The coalition includes CAIR as a signatory of the statement that bemoans the FBI for suspending contact with CAIR earlier this year “pending the resolution of unspecified 'issues.'” A 15-year investigation by the FBI into Hamas
fundraisers resulted in convictions in December at a trial where CAIR
was listed as an unindicted co-conspirator. The bureau announced the
following month it was severing its once-close ties with CAIR.

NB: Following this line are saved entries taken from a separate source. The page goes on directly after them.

//! Bearing and distance between geographic points.
//!
//! Survey bearings follow the rhumb line (constant compass heading), which is
//! what a luopan laid flat on a map actually reads. Distances use the
//! haversine great-circle formula; at survey scale the rhumb and great-circle
//! lengths are indistinguishable.

use std::f64::consts::{FRAC_PI_4, PI};

use serde::Serialize;

use super::angle::normalize;
use super::GeoPoint;
use crate::shan::{classify, ShanInfo};

/// Mean Earth radius in metres.
pub const EARTH_RADIUS_METERS: f64 = 6_371_000.0;

/// Below this difference in projected latitude the rhumb line is treated as
/// an east-west line.
const RHUMB_EPSILON: f64 = 1e-12;

/// Rhumb-line bearing from `from` to `to`, in degrees `[0, 360)`.
///
/// 0 = north, 90 = east. The longitude difference is folded into `(-π, π]`
/// so that lines crossing the antimeridian take the short way round.
/// Coincident points return `0.0`.
pub fn rhumb_bearing(from: GeoPoint, to: GeoPoint) -> f64 {
    let phi1 = from.latitude.to_radians();
    let phi2 = to.latitude.to_radians();
    let d_lambda = wrap_longitude_delta((to.longitude - from.longitude).to_radians());

    let d_psi = projected_latitude_delta(phi1, phi2);
    let theta = d_lambda.atan2(d_psi);

    if theta.is_finite() {
        normalize(theta.to_degrees())
    } else {
        0.0
    }
}

/// Great-circle distance in metres (haversine formula).
pub fn haversine_distance_meters(from: GeoPoint, to: GeoPoint) -> f64 {
    let phi1 = from.latitude.to_radians();
    let phi2 = to.latitude.to_radians();
    let d_phi = phi2 - phi1;
    let d_lambda = (to.longitude - from.longitude).to_radians();

    let a = (d_phi / 2.0).sin().powi(2) + phi1.cos() * phi2.cos() * (d_lambda / 2.0).sin().powi(2);
    // Rounding can push `a` a hair past 1.0 for antipodal points
    let c = 2.0 * a.sqrt().min(1.0).asin();

    let distance = EARTH_RADIUS_METERS * c;
    if distance.is_finite() {
        distance
    } else {
        0.0
    }
}

/// Distance in metres along the rhumb line between two points.
pub fn rhumb_distance_meters(from: GeoPoint, to: GeoPoint) -> f64 {
    let phi1 = from.latitude.to_radians();
    let phi2 = to.latitude.to_radians();
    let d_phi = phi2 - phi1;
    let d_lambda = wrap_longitude_delta((to.longitude - from.longitude).to_radians());

    let d_psi = projected_latitude_delta(phi1, phi2);
    // East-west lines have no projected stretch; fall back to the parallel's scale
    let q = if d_psi.abs() > RHUMB_EPSILON {
        d_phi / d_psi
    } else {
        phi1.cos()
    };

    let distance = (d_phi * d_phi + q * q * d_lambda * d_lambda).sqrt() * EARTH_RADIUS_METERS;
    if distance.is_finite() {
        distance
    } else {
        0.0
    }
}

/// Point reached by travelling `distance_meters` from `origin` along the
/// great circle with initial bearing `bearing_degrees`.
///
/// Longitude of the result is folded into `[-180, 180]`.
pub fn destination_point(origin: GeoPoint, bearing_degrees: f64, distance_meters: f64) -> GeoPoint {
    let phi1 = origin.latitude.to_radians();
    let lambda1 = origin.longitude.to_radians();
    let theta = bearing_degrees.to_radians();
    let delta = distance_meters / EARTH_RADIUS_METERS;

    let sin_phi2 = phi1.sin() * delta.cos() + phi1.cos() * delta.sin() * theta.cos();
    let phi2 = sin_phi2.clamp(-1.0, 1.0).asin();
    let lambda2 = lambda1
        + (theta.sin() * delta.sin() * phi1.cos()).atan2(delta.cos() - phi1.sin() * sin_phi2);

    let longitude = normalize(lambda2.to_degrees() + 180.0) - 180.0;
    GeoPoint::new(phi2.to_degrees(), longitude)
}

/// Origin → destination report: bearing, distance and shan sector.
#[derive(Debug, Clone, Copy, PartialEq, Serialize)]
pub struct Measurement {
    pub bearing_degrees: f64,
    pub distance_meters: f64,
    pub shan: ShanInfo,
}

/// Measure from `from` to `to` in one call.
pub fn measure(from: GeoPoint, to: GeoPoint) -> Measurement {
    let bearing_degrees = rhumb_bearing(from, to);
    Measurement {
        bearing_degrees,
        distance_meters: haversine_distance_meters(from, to),
        shan: classify(bearing_degrees),
    }
}

/// Difference of Mercator-projected latitudes, `ln(tan(π/4+φ2/2) / tan(π/4+φ1/2))`.
#[inline]
fn projected_latitude_delta(phi1: f64, phi2: f64) -> f64 {
    ((FRAC_PI_4 + phi2 / 2.0).tan() / (FRAC_PI_4 + phi1 / 2.0).tan()).ln()
}

/// Fold a longitude difference in radians into `(-π, π]`.
#[inline]
fn wrap_longitude_delta(d_lambda: f64) -> f64 {
    if d_lambda > PI {
        d_lambda - 2.0 * PI
    } else if d_lambda <= -PI {
        d_lambda + 2.0 * PI
    } else {
        d_lambda
    }
}

#[cfg(test)]
mod tests {
    use super::*;
    use crate::shan::Trigram;

    const BEIJING: GeoPoint = GeoPoint::new(39.9042, 116.4074);

    #[test]
    fn test_cardinal_bearings() {
        let o = GeoPoint::new(30.0, 110.0);
        assert!((rhumb_bearing(o, GeoPoint::new(31.0, 110.0)) - 0.0).abs() < 1e-9);
        assert!((rhumb_bearing(o, GeoPoint::new(30.0, 111.0)) - 90.0).abs() < 1e-9);
        assert!((rhumb_bearing(o, GeoPoint::new(29.0, 110.0)) - 180.0).abs() < 1e-9);
        assert!((rhumb_bearing(o, GeoPoint::new(30.0, 109.0)) - 270.0).abs() < 1e-9);
    }

    #[test]
    fn test_coincident_points() {
        let bearing = rhumb_bearing(BEIJING, BEIJING);
        assert!(bearing.is_finite());
        assert!((0.0..360.0).contains(&bearing));
        assert_eq!(haversine_distance_meters(BEIJING, BEIJING), 0.0);
        assert_eq!(rhumb_distance_meters(BEIJING, BEIJING), 0.0);
    }

    #[test]
    fn test_antimeridian_takes_short_way() {
        let west = GeoPoint::new(0.0, 179.5);
        let east = GeoPoint::new(0.0, -179.5);
        assert!((rhumb_bearing(west, east) - 90.0).abs() < 1e-9);
        assert!((rhumb_bearing(east, west) - 270.0).abs() < 1e-9);
        let d = rhumb_distance_meters(west, east);
        assert!((d - 111_195.0).abs() < 100.0, "got {}", d);
    }

    #[test]
    fn test_beijing_survey_example() {
        let destination = GeoPoint::new(39.9163, 116.3972);
        let m = measure(BEIJING, destination);

        assert!(
            (m.bearing_degrees - 327.11).abs() < 0.01,
            "bearing {:.2}",
            m.bearing_degrees
        );
        assert!(
            (m.distance_meters - 1_602.2).abs() < 0.5,
            "distance {:.1}",
            m.distance_meters
        );
        assert_eq!(m.shan.index, 22);
        assert_eq!(m.shan.trigram, Trigram::Qian);
    }

    #[test]
    fn test_haversine_known_value() {
        // One degree of latitude on a 6371km sphere
        let d = haversine_distance_meters(GeoPoint::new(0.0, 0.0), GeoPoint::new(1.0, 0.0));
        assert!((d - 111_194.93).abs() < 1.0, "got {}", d);
    }

    #[test]
    fn test_rhumb_and_great_circle_agree_at_survey_scale() {
        let destination = GeoPoint::new(39.95, 116.45);
        let gc = haversine_distance_meters(BEIJING, destination);
        let rl = rhumb_distance_meters(BEIJING, destination);
        assert!((gc - rl).abs() < 0.5, "gc {} vs rhumb {}", gc, rl);
    }

    #[test]
    fn test_destination_point_roundtrip() {
        let target = destination_point(BEIJING, 45.0, 2_000.0);
        let d = haversine_distance_meters(BEIJING, target);
        assert!((d - 2_000.0).abs() < 0.01, "got {}", d);
        let b = rhumb_bearing(BEIJING, target);
        assert!((b - 45.0).abs() < 0.1, "got {}", b);
    }

    #[test]
    fn test_destination_point_wraps_longitude() {
        let target = destination_point(GeoPoint::new(0.0, 179.9), 90.0, 50_000.0);
        assert!(target.longitude < -179.0 && target.longitude >= -180.0);
    }

    #[test]
    fn test_reverse_bearing_is_opposite() {
        let a = GeoPoint::new(31.2304, 121.4737);
        let b = GeoPoint::new(31.2400, 121.4900);
        let forward = rhumb_bearing(a, b);
        let back = rhumb_bearing(b, a);
        let diff = crate::geo::angle::angular_difference(forward, back);
        assert!((diff - 180.0).abs() < 1e-6, "diff {}", diff);
    }
}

In response, the Islamic Shura Council of Southern California,
an umbrella organization of many Muslim groups, suspended outreach to
the FBI in February. The coalition statement called the FBI's shunning
of CAIR and other Muslim groups and disseminations of false accusations
“McCarthy-era tactics” that “are detrimental to a free society.” The
coalition also expressed fears that “counter-intelligence programs are
quelling lawful dissent,” and that the FBI's actions could “negatively
impact U.S. interests” givenĀ  President Obama's “initiative of dialogue
with the Muslim world.”

Statement signatories also include: Islamic Educational Center of Orange County;
American Muslim Alliance; American Muslims for Palestine; Islamic
Circle of North America; Muslim Alliance in North America; Muslim
American Society-Freedom Foundation; Muslim Student
Association-National; Muslim Ummah of North America; and United Muslims
of America.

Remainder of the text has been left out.